Como Visualizar e editar a Política de senha do Active Directory

para se defender contra esses ataques, as organizações precisam de uma forte política de senha do Active Directory. As Políticas de senha definem regras diferentes para a criação de senha, como comprimento mínimo, detalhes sobre a complexidade (como se um caractere especial é necessário) e o período de tempo que a senha dura antes de ser alterada.

a Política de domínio padrão é um objeto de Diretiva de grupo (GPO) que contém configurações que afetam todos os objetos no domínio. Para visualizar e configurar uma política de senha de domínio, os administradores podem usar o console de gerenciamento de Diretiva de grupo (GPMC). Expanda a pasta domínios e escolha o domínio cuja política você deseja acessar e, em seguida, escolha objetos de Diretiva de grupo.
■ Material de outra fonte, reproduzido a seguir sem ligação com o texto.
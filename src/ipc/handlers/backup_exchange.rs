use crate::backup;
use crate::db;
use crate::ipc::error::{err, ok};
use crate::ipc::helpers::get_required_str;
use crate::ipc::types::{AppState, Request};
use serde_json::json;
use std::path::PathBuf;

fn handle_backup_export(state: &mut AppState, req: &Request) -> serde_json::Value {
    let Some(workspace) = state.workspace.clone() else {
        return err(&req.id, "no_workspace", "select a workspace first", None);
    };

    let out_path = match get_required_str(&req.params, "outPath") {
        Ok(v) => PathBuf::from(v),
        Err(e) => return e.response(&req.id),
    };

    // Flush the WAL so the exported file carries every committed write.
    // wal_checkpoint reports its result as a row, hence query_row.
    if let Some(conn) = state.db.as_ref() {
        if let Err(e) = conn.query_row("PRAGMA wal_checkpoint(TRUNCATE)", [], |_r| Ok(())) {
            return err(&req.id, "db_query_failed", e.to_string(), None);
        }
    }

    match backup::export_workspace_bundle(&workspace, &out_path) {
        Ok(summary) => ok(
            &req.id,
            json!({
                "bundleFormat": summary.bundle_format,
                "entryCount": summary.entry_count,
                "dbSha256": summary.db_sha256,
                "outPath": out_path.to_string_lossy(),
            }),
        ),
        Err(e) => err(&req.id, "backup_export_failed", format!("{e:?}"), None),
    }
}

fn handle_backup_import(state: &mut AppState, req: &Request) -> serde_json::Value {
    let in_path = match get_required_str(&req.params, "inPath") {
        Ok(v) => PathBuf::from(v),
        Err(e) => return e.response(&req.id),
    };
    let workspace_path = match get_required_str(&req.params, "workspacePath") {
        Ok(v) => PathBuf::from(v),
        Err(e) => return e.response(&req.id),
    };

    // Drop any open handle on the target workspace before swapping files.
    if state.workspace.as_deref() == Some(workspace_path.as_path()) {
        state.db = None;
    }

    let summary = match backup::import_workspace_bundle(&in_path, &workspace_path) {
        Ok(s) => s,
        Err(e) => return err(&req.id, "backup_import_failed", format!("{e:?}"), None),
    };

    match db::open_db(&workspace_path) {
        Ok(conn) => {
            state.workspace = Some(workspace_path.clone());
            state.db = Some(conn);
            ok(
                &req.id,
                json!({
                    "bundleFormatDetected": summary.bundle_format_detected,
                    "workspacePath": workspace_path.to_string_lossy(),
                }),
            )
        }
        Err(e) => err(&req.id, "db_open_failed", format!("{e:?}"), None),
    }
}

pub fn try_handle(state: &mut AppState, req: &Request) -> Option<serde_json::Value> {
    match req.method.as_str() {
        "backup.export" => Some(handle_backup_export(state, req)),
        "backup.import" => Some(handle_backup_import(state, req)),
        _ => None,
    }
}
use rust_decimal::Decimal;
use serde::{Deserialize, Serialize};
use std::fmt;
use std::str::FromStr;

/// Payment state of a fee account for one academic year.
///
/// Stored alongside the totals as a materialized cache; always recomputed
/// from the arithmetic truth via `derive_status`, never edited directly.
#[derive(Debug, Clone, Copy, PartialEq, Eq, Serialize, Deserialize)]
#[serde(rename_all = "snake_case")]
pub enum FeeStatus {
    Pending,
    Partial,
    Paid,
    Overdue,
}

impl FeeStatus {
    pub fn as_str(self) -> &'static str {
        match self {
            FeeStatus::Pending => "pending",
            FeeStatus::Partial => "partial",
            FeeStatus::Paid => "paid",
            FeeStatus::Overdue => "overdue",
        }
    }

    #[allow(dead_code)]
    pub fn parse(s: &str) -> Option<FeeStatus> {
        match s {
            "pending" => Some(FeeStatus::Pending),
            "partial" => Some(FeeStatus::Partial),
            "paid" => Some(FeeStatus::Paid),
            "overdue" => Some(FeeStatus::Overdue),
            _ => None,
        }
    }
}

impl fmt::Display for FeeStatus {
    fn fmt(&self, f: &mut fmt::Formatter<'_>) -> fmt::Result {
        f.write_str(self.as_str())
    }
}

/// How a payment was made. Receipts keep the mode for reconciliation.
#[derive(Debug, Clone, Copy, PartialEq, Eq)]
pub enum PaymentMode {
    Cash,
    Upi,
    BankTransfer,
    Cheque,
    Online,
}

impl PaymentMode {
    pub fn as_str(self) -> &'static str {
        match self {
            PaymentMode::Cash => "cash",
            PaymentMode::Upi => "upi",
            PaymentMode::BankTransfer => "bank_transfer",
            PaymentMode::Cheque => "cheque",
            PaymentMode::Online => "online",
        }
    }

    pub fn parse(s: &str) -> Option<PaymentMode> {
        match s {
            "cash" => Some(PaymentMode::Cash),
            "upi" => Some(PaymentMode::Upi),
            "bank_transfer" => Some(PaymentMode::BankTransfer),
            "cheque" => Some(PaymentMode::Cheque),
            "online" => Some(PaymentMode::Online),
            _ => None,
        }
    }
}

pub fn balance(total_fee: Decimal, total_paid: Decimal) -> Decimal {
    total_fee - total_paid
}

/// Pure status derivation. Precedence: paid, overdue, partial, pending.
///
/// `due_date_passed` is injected by the caller; the ledger does no
/// due-date arithmetic of its own.
pub fn derive_status(total_fee: Decimal, total_paid: Decimal, due_date_passed: bool) -> FeeStatus {
    if balance(total_fee, total_paid) <= Decimal::ZERO {
        return FeeStatus::Paid;
    }
    if due_date_passed {
        return FeeStatus::Overdue;
    }
    if total_paid > Decimal::ZERO {
        FeeStatus::Partial
    } else {
        FeeStatus::Pending
    }
}

/// Receipt numbers: `<academicYear>-<sequence>` with the sequence
/// zero-padded to six digits. Sortable within a year, never reused.
pub fn format_receipt_no(academic_year: &str, seq: i64) -> String {
    format!("{}-{:06}", academic_year, seq)
}

#[derive(Debug, Clone, PartialEq, Eq)]
pub enum ParseAmountError {
    Invalid,
    TooPrecise,
}

impl fmt::Display for ParseAmountError {
    fn fmt(&self, f: &mut fmt::Formatter<'_>) -> fmt::Result {
        match self {
            ParseAmountError::Invalid => write!(f, "not a valid decimal amount"),
            ParseAmountError::TooPrecise => write!(f, "amounts carry at most two decimal places"),
        }
    }
}

impl std::error::Error for ParseAmountError {}

/// Parse a money amount from its text form. Exact decimal, no floats;
/// more than two decimal places is rejected rather than rounded.
pub fn parse_amount(raw: &str) -> Result<Decimal, ParseAmountError> {
    let d = Decimal::from_str(raw.trim()).map_err(|_| ParseAmountError::Invalid)?;
    if d.normalize().scale() > 2 {
        return Err(ParseAmountError::TooPrecise);
    }
    Ok(d)
}

#[cfg(test)]
mod tests {
    use super::*;
    use rust_decimal::Decimal;

    fn dec(s: &str) -> Decimal {
        Decimal::from_str(s).expect("decimal literal")
    }

    #[test]
    fn status_follows_balance_and_due_date() {
        // Fully paid wins regardless of the due date.
        assert_eq!(derive_status(dec("1000"), dec("1000"), false), FeeStatus::Paid);
        assert_eq!(derive_status(dec("1000"), dec("1000"), true), FeeStatus::Paid);
        // Overpayment still reads as paid.
        assert_eq!(derive_status(dec("1000"), dec("1200"), true), FeeStatus::Paid);
        // Zero-fee accounts have nothing outstanding.
        assert_eq!(derive_status(Decimal::ZERO, Decimal::ZERO, false), FeeStatus::Paid);

        // Past the due date, anything outstanding is overdue.
        assert_eq!(derive_status(dec("1000"), dec("400"), true), FeeStatus::Overdue);
        assert_eq!(derive_status(dec("1000"), Decimal::ZERO, true), FeeStatus::Overdue);

        // Before the due date the split is partial vs pending.
        assert_eq!(derive_status(dec("1000"), dec("400"), false), FeeStatus::Partial);
        assert_eq!(derive_status(dec("1000"), Decimal::ZERO, false), FeeStatus::Pending);
        assert_eq!(derive_status(dec("1000"), dec("0.01"), false), FeeStatus::Partial);
    }

    #[test]
    fn status_derivation_is_idempotent() {
        let cases = [
            (dec("1000"), dec("0"), false),
            (dec("1000"), dec("400"), false),
            (dec("1000"), dec("400"), true),
            (dec("1000"), dec("1000"), true),
        ];
        for (fee, paid, due) in cases {
            assert_eq!(derive_status(fee, paid, due), derive_status(fee, paid, due));
        }
    }

    #[test]
    fn balance_is_fee_minus_paid() {
        assert_eq!(balance(dec("1000"), dec("400")), dec("600"));
        assert_eq!(balance(dec("1000"), dec("1000")), dec("0"));
        assert_eq!(balance(dec("1000.50"), dec("400.25")), dec("600.25"));
    }

    #[test]
    fn receipt_numbers_are_zero_padded_per_year() {
        assert_eq!(format_receipt_no("2025-26", 1), "2025-26-000001");
        assert_eq!(format_receipt_no("2025-26", 123), "2025-26-000123");
        // Past six digits the number keeps growing rather than wrapping.
        assert_eq!(format_receipt_no("2025-26", 1234567), "2025-26-1234567");
    }

    #[test]
    fn parse_amount_accepts_two_decimal_places_at_most() {
        assert_eq!(parse_amount("1500"), Ok(dec("1500")));
        assert_eq!(parse_amount("1500.5"), Ok(dec("1500.5")));
        assert_eq!(parse_amount(" 1500.50 "), Ok(dec("1500.50")));
        // Trailing zeros beyond two places normalize away.
        assert_eq!(parse_amount("1500.500"), Ok(dec("1500.500")));
        assert_eq!(parse_amount("1500.505"), Err(ParseAmountError::TooPrecise));
        assert_eq!(parse_amount("abc"), Err(ParseAmountError::Invalid));
        assert_eq!(parse_amount(""), Err(ParseAmountError::Invalid));
        // Sign handling is the caller's concern; parsing keeps it.
        assert_eq!(parse_amount("-50"), Ok(dec("-50")));
    }

    #[test]
    fn payment_mode_round_trips_canonical_names() {
        for mode in [
            PaymentMode::Cash,
            PaymentMode::Upi,
            PaymentMode::BankTransfer,
            PaymentMode::Cheque,
            PaymentMode::Online,
        ] {
            assert_eq!(PaymentMode::parse(mode.as_str()), Some(mode));
        }
        assert_eq!(PaymentMode::parse("card"), None);
        assert_eq!(PaymentMode::parse("CASH"), None);
    }
}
Clique com o botão direito na pasta Política de domínio padrão e selecione Editar. Navegue até a configuração do computador – > Políticas- > configurações do Windows- > configurações de segurança- > Políticas de conta- > Política de senha.Como alternativa, você pode acessar sua política de senha de domínio executando o seguinte comando PowerShell:

Get-ADDefaultDomainPasswordPolicy

lembre-se de que quaisquer alterações feitas na política de senha de domínio padrão se aplicam a todas as contas desse domínio. Você pode criar e gerenciar políticas de senha refinadas usando o centro de Gerenciamento do Active Directory (ADAC) no Windows Server.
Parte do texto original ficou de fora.